Однажды в избу к девке Павле Шумовой в денное время пришла по дружеству Матрена Бабикова и, будто шутя, говорила, что братан Степка Рочев с Архангельского пришел, с матрозов бежал, уж трое ден во хлеве живет, норовит на Печору иль куда еще уйти, да попутья нет. «Это ж надо такое?» – дивилась Павла, губы в оборочку поджимала, таращила под неровными русыми бровками грустноватые глаза. Засиделась Павла в девках, а теперь и сама себя старила, носила рубаху серую из грубой холстины, черный сарафан с синими бейками по подолу, да и повадки-то все старушечьи приняла.
– Андели, как же он решился? Они на Няфте все ухари.

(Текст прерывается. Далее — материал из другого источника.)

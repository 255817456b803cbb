// src/db/orders_repo.rs

use std::collections::HashMap;
use std::sync::Arc;

use tokio::sync::RwLock;
use uuid::Uuid;

use crate::{common::error::AppError, models::orders::SalesOrder};

#[derive(Clone, Default)]
pub struct OrdersRepository {
    orders: Arc<RwLock<HashMap<Uuid, SalesOrder>>>,
}

impl OrdersRepository {
    pub fn new() -> Self {
        Self::default()
    }

    pub async fn insert(&self, order: SalesOrder) -> SalesOrder {
        let mut orders = self.orders.write().await;
        orders.insert(order.id, order.clone());
        order
    }

    pub async fn list(&self) -> Vec<SalesOrder> {
        let orders = self.orders.read().await;
        let mut all: Vec<SalesOrder> = orders.values().cloned().collect();
        all.sort_by_key(|o| o.created_at);
        all
    }

    pub async fn get(&self, id: Uuid) -> Result<SalesOrder, AppError> {
        let orders = self.orders.read().await;
        orders.get(&id).cloned().ok_or(AppError::OrderNotFound)
    }

    pub async fn update(&self, order: SalesOrder) -> Result<SalesOrder, AppError> {
        let mut orders = self.orders.write().await;
        if !orders.contains_key(&order.id) {
            return Err(AppError::OrderNotFound);
        }
        orders.insert(order.id, order.clone());
        Ok(order)
    }

    // Cada lead ganho produz exatamente um pedido
    pub async fn find_by_lead(&self, lead_id: Uuid) -> Option<SalesOrder> {
        let orders = self.orders.read().await;
        orders.values().find(|o| o.lead_id == lead_id).cloned()
    }
}
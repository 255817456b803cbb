// src/db/proposal_repo.rs

use std::collections::HashMap;
use std::sync::Arc;

use tokio::sync::RwLock;
use uuid::Uuid;

use crate::{common::error::AppError, models::proposal::Proposal};

#[derive(Clone, Default)]
pub struct ProposalRepository {
    proposals: Arc<RwLock<HashMap<Uuid, Proposal>>>,
}

impl ProposalRepository {
    pub fn new() -> Self {
        Self::default()
    }

    pub async fn insert(&self, proposal: Proposal) -> Proposal {
        let mut proposals = self.proposals.write().await;
        proposals.insert(proposal.id, proposal.clone());
        proposal
    }

    pub async fn get(&self, id: Uuid) -> Result<Proposal, AppError> {
        let proposals = self.proposals.read().await;
        proposals.get(&id).cloned().ok_or(AppError::ProposalNotFound)
    }

    pub async fn update(&self, proposal: Proposal) -> Result<Proposal, AppError> {
        let mut proposals = self.proposals.write().await;
        if !proposals.contains_key(&proposal.id) {
            return Err(AppError::ProposalNotFound);
        }
        proposals.insert(proposal.id, proposal.clone());
        Ok(proposal)
    }

    // Histórico do lead, da mais antiga para a mais recente
    pub async fn list_by_lead(&self, lead_id: Uuid) -> Vec<Proposal> {
        let proposals = self.proposals.read().await;
        let mut of_lead: Vec<Proposal> = proposals
            .values()
            .filter(|p| p.lead_id == lead_id)
            .cloned()
            .collect();
        of_lead.sort_by_key(|p| p.created_at);
        of_lead
    }

    // A única proposta acionável de um lead é a mais recente
    pub async fn latest_for_lead(&self, lead_id: Uuid) -> Option<Proposal> {
        self.list_by_lead(lead_id).await.into_iter().next_back()
    }
}
// src/handlers/proposals.rs

use axum::{
    extract::{Path, Query, State},
    http::StatusCode,
    response::IntoResponse,
    Json,
};
use rust_decimal::Decimal;
use serde::Deserialize;
use utoipa::{IntoParams, ToSchema};
use uuid::Uuid;
use validator::Validate;

use crate::{
    common::error::AppError,
    config::AppState,
    models::proposal::{Proposal, ProposalItemInput},
    models::settings::ShippingMethod,
};

#[derive(Debug, Deserialize, Validate, ToSchema)]
#[serde(rename_all = "camelCase")]
pub struct CreateProposalPayload {
    pub lead_id: Uuid,

    #[validate(length(min = 1, message = "required"), nested)]
    pub items: Vec<ProposalItemInput>,

    // Percentual de 0 a 100
    #[serde(default)]
    #[schema(example = "10.0")]
    pub discount: Decimal,

    pub shipping_method: ShippingMethod,
}

// POST /api/proposals
#[utoipa::path(
    post,
    path = "/api/proposals",
    tag = "Propostas",
    request_body = CreateProposalPayload,
    responses(
        (status = 201, description = "Proposta criada como rascunho, total já calculado", body = Proposal),
        (status = 400, description = "Dados inválidos"),
        (status = 404, description = "Lead ou produto não encontrado"),
        (status = 422, description = "Proposta sem itens")
    )
)]
pub async fn create_proposal(
    State(app_state): State<AppState>,
    Json(payload): Json<CreateProposalPayload>,
) -> Result<impl IntoResponse, AppError> {
    payload.validate()?;

    let proposal = app_state
        .proposal_service
        .create_proposal(
            payload.lead_id,
            &payload.items,
            payload.discount,
            payload.shipping_method,
        )
        .await?;

    Ok((StatusCode::CREATED, Json(proposal)))
}

#[derive(Debug, Deserialize, IntoParams)]
#[serde(rename_all = "camelCase")]
#[into_params(parameter_in = Query)]
pub struct LeadQuery {
    pub lead_id: Uuid,
}

// GET /api/proposals?leadId={uuid}
#[utoipa::path(
    get,
    path = "/api/proposals",
    tag = "Propostas",
    params(LeadQuery),
    responses(
        (status = 200, description = "Histórico de propostas do lead, da mais antiga para a mais recente", body = Vec<Proposal>),
        (status = 404, description = "Lead não encontrado")
    )
)]
pub async fn list_by_lead(
    State(app_state): State<AppState>,
    Query(query): Query<LeadQuery>,
) -> Result<impl IntoResponse, AppError> {
    let proposals = app_state.proposal_service.list_by_lead(query.lead_id).await?;
    Ok((StatusCode::OK, Json(proposals)))
}

// GET /api/proposals/{id}
#[utoipa::path(
    get,
    path = "/api/proposals/{id}",
    tag = "Propostas",
    params(("id" = Uuid, Path, description = "ID da proposta")),
    responses(
        (status = 200, description = "Proposta encontrada", body = Proposal),
        (status = 404, description = "Proposta não encontrada")
    )
)]
pub async fn get_proposal(
    State(app_state): State<AppState>,
    Path(id): Path<Uuid>,
) -> Result<impl IntoResponse, AppError> {
    let proposal = app_state.proposal_service.get_proposal(id).await?;
    Ok((StatusCode::OK, Json(proposal)))
}

#[derive(Debug, Deserialize, Validate, ToSchema)]
#[serde(rename_all = "camelCase")]
pub struct UpdateProposalPayload {
    #[validate(length(min = 1, message = "required"), nested)]
    pub items: Vec<ProposalItemInput>,

    #[serde(default)]
    pub discount: Decimal,

    pub shipping_method: ShippingMethod,
}

// PUT /api/proposals/{id}
// Só a proposta mais recente do lead aceita alteração; o total volta
// sempre recalculado.
#[utoipa::path(
    put,
    path = "/api/proposals/{id}",
    tag = "Propostas",
    params(("id" = Uuid, Path, description = "ID da proposta")),
    request_body = UpdateProposalPayload,
    responses(
        (status = 200, description = "Proposta recalculada", body = Proposal),
        (status = 404, description = "Proposta não encontrada"),
        (status = 409, description = "Não é a proposta mais recente do lead")
    )
)]
pub async fn update_proposal(
    State(app_state): State<AppState>,
    Path(id): Path<Uuid>,
    Json(payload): Json<UpdateProposalPayload>,
) -> Result<impl IntoResponse, AppError> {
    payload.validate()?;

    let proposal = app_state
        .proposal_service
        .update_proposal(id, &payload.items, payload.discount, payload.shipping_method)
        .await?;

    Ok((StatusCode::OK, Json(proposal)))
}

// POST /api/proposals/{id}/send
#[utoipa::path(
    post,
    path = "/api/proposals/{id}/send",
    tag = "Propostas",
    params(("id" = Uuid, Path, description = "ID da proposta")),
    responses(
        (status = 200, description = "Proposta marcada como enviada", body = Proposal),
        (status = 404, description = "Proposta não encontrada"),
        (status = 409, description = "Não é a proposta mais recente do lead")
    )
)]
pub async fn send_proposal(
    State(app_state): State<AppState>,
    Path(id): Path<Uuid>,
) -> Result<impl IntoResponse, AppError> {
    let proposal = app_state.proposal_service.mark_sent(id).await?;
    Ok((StatusCode::OK, Json(proposal)))
}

– Ты оприють его на пару ден, – просила Матрена. – У тебя изба с краю деревни, никто к тебе не ходит, а у нас, почитай, каждый час гости, самовар-то со стола не сымаем, все кто-то живет, будто постоялый двор. Леший надавал эту родню.
– А удобно ли мне, Матренушка? – Павла не знала, как отказать подруге, да и не особо верила ее словам. – Я же в девушках хожу, и отец старой с печи не слезат. Да мне и страшновато. А вдруг, если что?
– Да ты что, Пашка, ково боисся? У нас Степанко смиреной. Спрашивала, зачем, говорю, побежал? Неужель нетерпеж взял? А не знаю, говорит, зачем и побежал, вот сейчас бы и повинился. Вон он какой, – улещала Павлу Ма грена, но девка мялась, ответа определенного не сказала, да с тем и забылся разговор.
А утром запотемно пошла во хлев коров обряжать, лучина в зубах трещит, а в руках-то бадейка молочная да лохань с паревом. Только наземные опорки насунула на ноги, дверцу отворила, а впрямь перед нею мужик иль парень какой стоит, сразу и не признала. А как раз в самое Рождество было, тут всякая чертовщина привидится. Вон намедни у Нюрки Окуловой леший в поветные ворота так ногою стеганул, что копыто отпечаталось, всей деревней ходили смотреть. Эко чудо – дивились.
– Сгинь, нечистый, – а откреститься нечем, руки заняты.
– Да это я, Степка Рочев, – несмело сказал парень.